Duas meninas, em torno de dois anos, se aproximaram uma da outra e sorriram. Uma delas, levantou a blusa e mostrou a barriga, a outra também levantou a sua e encostou a barriga na da amiga. Elas começaram a rir e mostrar seus umbigos. Passaram alguns segundos assim, entre encontrões, toques e risadas, até que perceberam que o vento estava balançando as folhagens das árvores e seus cabelos e começaram a “fugir do vento”.

Estas três cenas são bastante singelas e podem passar despercebidas, se ninguém der notabilidade a elas. Isso acontece diariamente e, à princípio, não é um problema se não forem notadas. O problema existe, se as crianças não tiverem oportunidades de brincar livremente, se não puderem, a partir de encontros circunstanciais, partilhar de uma mesma experiência, descoberta ou brincadeira, se não tiverem oportunidade de estabelecer trocas ou conversar sobre assuntos que as mobilizam.

As crianças estão ingressando no mundo e a todo tempo se deparam com situações que as intrigam. Vão em busca de respostas, criam hipóteses, testam-nas, confirmam algumas, deparam-se com situações inusitadas, buscam outras soluções, encontram respostas provisórias.

Ao lado de outras crianças, em diálogos corporais, gestos, sorrisos, trocas de olhares vão percebendo o que conseguem fazer, dão-se conta da regularidade de alguns fenômenos, entram em contato com outros modos de entender um mesmo fenômeno e outras soluções para os problemas. Percebem que, em companhia, algumas dificuldades podem ser enfrentadas de modo mais tranquilo e que é possível ajudar, quando percebem que o colega está precisando.

As relações que as crianças estabelecem entre si, são de natureza diferente das estabelecidas entre adultos e crianças. Existe uma simetria no modo de pensar, o que favorece a possibilidade de estarem sob o mesmo ponto de vista.

Na cena 1, as meninas falaram sobre suas hipóteses a respeito de suas origens, sobre sua existência antes de nascer, sobre os cuidados maternos, recebidos desde a gravidez. Cada uma falou da “sua barriga da sua mãe”, como forma de deixarem evidentes suas singularidades. Trocaram informações que ao longo de suas vidas serão revisitadas de muitas maneiras, pois todos nós queremos saber de nossa origem, como nascemos, qual a nossa história inicial.

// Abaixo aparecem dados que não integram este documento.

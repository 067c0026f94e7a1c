//! HTTP client for the helm console's control-bus bridge.
//!
//! The bridge exposes two endpoints:
//!
//! - **Command** (`POST /button-click`) — a single relay actuation, framed as
//!   `STARTMSG<device>,<bit>ENDMSG` plain text. The response *may* carry a
//!   full state snapshot; absence of one means "acknowledged, state unchanged".
//! - **Status** (`GET /status`) — the authoritative full snapshot of every
//!   device's byte bank, as JSON `{"states": {"0x550": [0, …], …}}`.
//!
//! State is always sent whole — the bridge never emits deltas, and this crate
//! never synthesizes them. `helmlink-core` maps the raw payloads into its
//! canonical store.

pub mod client;
pub mod error;
pub mod telemetry;
pub mod wire;

pub use client::BridgeClient;
pub use error::Error;
pub use telemetry::TelemetryMessage;
pub use wire::{CommandAck, StatusReport};
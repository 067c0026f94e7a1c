// ── Core identity types ──
//
// DeviceId and BitAddress form the addressing scheme of every command
// and every projection: one bus node, one bit within its byte bank.

use std::fmt;
use std::str::FromStr;

use serde::{Deserialize, Serialize};

// ── DeviceId ────────────────────────────────────────────────────────

/// Identifier of one physical control-bus node, in its wire spelling
/// (e.g. `"0x550"` — CAN arbitration ids in the reference deployment).
///
/// Opaque to this crate: it is matched, never parsed.
#[derive(Debug, Clone, PartialEq, Eq, Hash, PartialOrd, Ord, Serialize, Deserialize)]
#[serde(transparent)]
pub struct DeviceId(String);

impl DeviceId {
    pub fn new(id: impl Into<String>) -> Self {
        Self(id.into())
    }

    pub fn as_str(&self) -> &str {
        &self.0
    }
}

impl fmt::Display for DeviceId {
    fn fmt(&self, f: &mut fmt::Formatter<'_>) -> fmt::Result {
        f.write_str(&self.0)
    }
}

impl FromStr for DeviceId {
    type Err = std::convert::Infallible;

    fn from_str(s: &str) -> Result<Self, Self::Err> {
        Ok(Self(s.to_owned()))
    }
}

impl From<&str> for DeviceId {
    fn from(s: &str) -> Self {
        Self(s.to_owned())
    }
}

// ── BitAddress ──────────────────────────────────────────────────────

/// Address of a single boolean register: one bit within one device's
/// byte bank. Byte index is `bit / 8`, position within the byte is
/// `bit % 8` — the same formula for every bit value.
#[derive(Debug, Clone, PartialEq, Eq, Hash, Serialize, Deserialize)]
pub struct BitAddress {
    pub device: DeviceId,
    pub bit: u16,
}

impl BitAddress {
    pub fn new(device: impl Into<DeviceId>, bit: u16) -> Self {
        Self {
            device: device.into(),
            bit,
        }
    }

    /// Index of the byte holding this bit.
    pub fn byte_index(&self) -> usize {
        usize::from(self.bit / 8)
    }

    /// Bit position within that byte.
    pub fn bit_in_byte(&self) -> u32 {
        u32::from(self.bit % 8)
    }
}

impl fmt::Display for BitAddress {
    fn fmt(&self, f: &mut fmt::Formatter<'_>) -> fmt::Result {
        write!(f, "{} bit {}", self.device, self.bit)
    }
}

// ── Control ─────────────────────────────────────────────────────────

/// A UI-bound addressable element: one named control mapped to one bit
/// address. Controls are created when the surrounding view is built and
/// live for the whole session; only user interaction and sync responses
/// affect what they display.
#[derive(Debug, Clone, PartialEq, Eq, Serialize, Deserialize)]
pub struct Control {
    pub name: String,
    #[serde(flatten)]
    pub address: BitAddress,
}

impl Control {
    pub fn new(name: impl Into<String>, device: impl Into<DeviceId>, bit: u16) -> Self {
        Self {
            name: name.into(),
            address: BitAddress::new(device, bit),
        }
    }
}
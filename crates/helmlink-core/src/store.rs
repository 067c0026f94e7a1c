// ── Canonical bitfield storage ──
//
// One byte bank per roster device, swapped whole on every snapshot.
// The bridge is the only writer of state; the console never computes
// deltas locally, so `replace` is the single mutation entry point.

use std::collections::HashMap;
use std::sync::Arc;

use arc_swap::ArcSwap;
use tracing::{debug, warn};

use crate::config::BankSpec;
use crate::error::CoreError;
use crate::model::DeviceId;

/// One device's byte bank plus its sync marker.
#[derive(Debug, Clone, PartialEq, Eq)]
pub struct Bank {
    /// Ordered byte values, fixed length for the session.
    pub bytes: Vec<u8>,
    /// `false` until the device first appears in a bridge snapshot —
    /// drives the heartbeat sentinel.
    pub synced: bool,
}

impl Bank {
    fn zeroed(len: usize) -> Self {
        Self {
            bytes: vec![0; len],
            synced: false,
        }
    }
}

/// Canonical mapping from bus node id to byte bank.
///
/// Readers get lock-free access to an immutable snapshot; `replace`
/// swaps the whole mapping atomically, so no reader ever observes a
/// half-applied update.
pub struct BitfieldStore {
    roster: Vec<BankSpec>,
    banks: ArcSwap<HashMap<DeviceId, Bank>>,
}

impl BitfieldStore {
    /// Seed the store from the roster: every known device present with
    /// an all-zero, un-synced bank.
    pub fn new(roster: &[BankSpec]) -> Self {
        let banks: HashMap<DeviceId, Bank> = roster
            .iter()
            .map(|spec| (spec.device.clone(), Bank::zeroed(spec.len)))
            .collect();

        Self {
            roster: roster.to_vec(),
            banks: ArcSwap::from_pointee(banks),
        }
    }

    /// The configured roster, in display order.
    pub fn roster(&self) -> &[BankSpec] {
        &self.roster
    }

    /// Current mapping snapshot (cheap `Arc` clone).
    pub fn snapshot(&self) -> Arc<HashMap<DeviceId, Bank>> {
        self.banks.load_full()
    }

    /// Read one bit: byte `bit / 8`, position `bit % 8`.
    ///
    /// The same formula applies to every bit index — there is no
    /// special casing below vs. above 8.
    pub fn get(&self, device: &DeviceId, bit: u16) -> Result<u8, CoreError> {
        let banks = self.banks.load();
        let bank = banks
            .get(device)
            .ok_or_else(|| CoreError::UnknownDevice(device.clone()))?;

        let byte_index = usize::from(bit / 8);
        let Some(byte) = bank.bytes.get(byte_index) else {
            return Err(CoreError::InvalidAddress {
                device: device.clone(),
                bit,
                bank_len: bank.bytes.len(),
            });
        };

        Ok((byte >> (bit % 8)) & 1)
    }

    /// Swap in a full snapshot from the bridge.
    ///
    /// The whole mapping is replaced atomically. Roster devices absent
    /// from the snapshot fall back to an all-zero bank; ids outside the
    /// roster are dropped. Bank lengths are pinned to the roster — a
    /// short or long payload is clamped. The sync marker, once set for
    /// a device, survives later snapshots that omit it.
    pub fn replace(&self, states: &HashMap<String, Vec<u8>>) {
        let previous = self.banks.load();

        let mut next = HashMap::with_capacity(self.roster.len());
        for spec in &self.roster {
            let was_synced = previous.get(&spec.device).is_some_and(|b| b.synced);

            let bank = match states.get(spec.device.as_str()) {
                Some(incoming) => {
                    if incoming.len() != spec.len {
                        warn!(
                            device = %spec.device,
                            got = incoming.len(),
                            want = spec.len,
                            "snapshot bank length mismatch — clamping"
                        );
                    }
                    let mut bytes = incoming.clone();
                    bytes.resize(spec.len, 0);
                    Bank {
                        bytes,
                        synced: true,
                    }
                }
                None => Bank {
                    synced: was_synced,
                    ..Bank::zeroed(spec.len)
                },
            };
            next.insert(spec.device.clone(), bank);
        }

        for id in states.keys() {
            if !self.roster.iter().any(|spec| spec.device.as_str() == id) {
                debug!(device = %id, "snapshot carried unknown device — dropped");
            }
        }

        self.banks.store(Arc::new(next));
    }
}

Na cena 2, os meninos tiveram a oportunidade de trocar informações sobre características dos objetos: alguns que contém e outros que são contidos e que alguns objetos não “respondem” a esta categoria, embora pareçam pertencer. Quantos conhecimentos sobre o mundo físico são notados nesta breve cena? Que a inclinação do tubo poderia impedir a saída da bola, ou que muitas bolas juntas poderiam “travar” a saída pela parte inferior do tubo, são duas delas. Pouco importa se as respostas às ações não foram as esperadas, vale ressaltar que enquanto buscavam conjuntamente manter as bolas dentro do tubo, os dois foram ajustando suas ações, sem desistirem ou se mostrarem incomodados por não terem êxito em suas tentativas.

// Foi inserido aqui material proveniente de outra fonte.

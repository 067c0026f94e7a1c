//! Argument definitions for the `helmlink` binary.

use std::path::PathBuf;

use clap::{ArgAction, Args, Parser, Subcommand};
use url::Url;

#[derive(Debug, Parser)]
#[command(
    name = "helmlink",
    version,
    about = "Helm console for the CAN relay bridge",
    long_about = "Synchronizes a local projection of the relay bitfields with the \
                  control-bus bridge and gates every outgoing command behind its \
                  safety cap."
)]
pub struct Cli {
    #[command(flatten)]
    pub global: GlobalOpts,

    #[command(subcommand)]
    pub command: Command,
}

#[derive(Debug, Args)]
pub struct GlobalOpts {
    /// Bridge base URL (overrides the config file).
    #[arg(long, global = true, env = "HELMLINK_BRIDGE")]
    pub bridge: Option<Url>,

    /// Path to the config file (default: platform config dir).
    #[arg(long, global = true, value_name = "FILE")]
    pub config: Option<PathBuf>,

    /// Increase log verbosity (-v, -vv, -vvv).
    #[arg(short, long, global = true, action = ArgAction::Count)]
    pub verbose: u8,
}

#[derive(Debug, Subcommand)]
pub enum Command {
    /// Fetch one snapshot and print the heartbeat panel.
    Status,

    /// List configured controls with their current projections.
    Controls,

    /// Press a control. The safety cap must be open: pass --confirm to
    /// open it for this press.
    Press {
        /// Control name from the config file.
        control: String,

        /// Open the safety cap before pressing.
        #[arg(long)]
        confirm: bool,
    },

    /// Poll continuously and print every recomputed frame (Ctrl-C to stop).
    Watch,
}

Na cena 3, as meninas divertiram-se com descobertas sobre o próprio corpo, com a coincidência de as duas terem barrigas e umbigos! Depois, ao esgotarem esta novidade, notaram que o mesmo vento que balança as folhas, balança também os seus cabelos. Descobrindo então, semelhanças entre seus corpos e que um mesmo fenômeno pode produzir sons e sensações, que neste caso foram agradáveis para as duas.

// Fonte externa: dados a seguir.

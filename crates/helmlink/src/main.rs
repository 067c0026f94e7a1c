mod cli;
mod commands;
mod config;
mod error;

use clap::Parser;
use tracing_subscriber::EnvFilter;

use helmlink_core::Console;

use crate::cli::{Cli, Command};
use crate::error::CliError;

#[tokio::main]
async fn main() {
    let cli = Cli::parse();

    init_tracing(cli.global.verbose);

    if let Err(err) = run(cli).await {
        let code = err.exit_code();
        eprintln!("error: {err}");
        std::process::exit(code);
    }
}

fn init_tracing(verbosity: u8) {
    let filter = match verbosity {
        0 => "warn",
        1 => "info",
        2 => "debug",
        _ => "trace",
    };

    tracing_subscriber::fmt()
        .with_env_filter(
            EnvFilter::try_from_default_env().unwrap_or_else(|_| EnvFilter::new(filter)),
        )
        .with_target(false)
        .init();
}

async fn run(cli: Cli) -> Result<(), CliError> {
    let file = config::load(cli.global.config.as_ref())?;
    let console_config = config::resolve(file, &cli.global)?;
    let console = Console::new(console_config)?;

    match cli.command {
        Command::Status => commands::status(&console).await,
        Command::Controls => commands::controls(&console).await,
        Command::Press { control, confirm } => {
            commands::press(&console, &control, confirm).await
        }
        Command::Watch => commands::watch(&console).await,
    }
}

Num mesmo dia, as crianças vivenciam inúmeras experiências que as ajudam a compreender o mundo que as rodeia, assim como suas sensações (de prazer ou de desprazer) e as relações que estabelecem com as demais pessoas. E, quando têm a oportunidade de estar entre seus pares estabelecem trocas e fazem inúmeras aprendizagens que talvez, sozinhas não fizessem ou demorariam mais tempo para fazer.

Recomendo aos adultos que se dedicam aos cuidados com as crianças, sejam educadores ou educadoras, pais ou mães, cuidadores ou babás, avôs ou avós, que se atentem para algumas destas cenas singelas e muitas vezes fugazes, que acontecem nos encontros entre as crianças, pois não somente elas, como todos nós, aprenderemos cada vez mais sobre o mundo, as sensações e as relações. Que acham?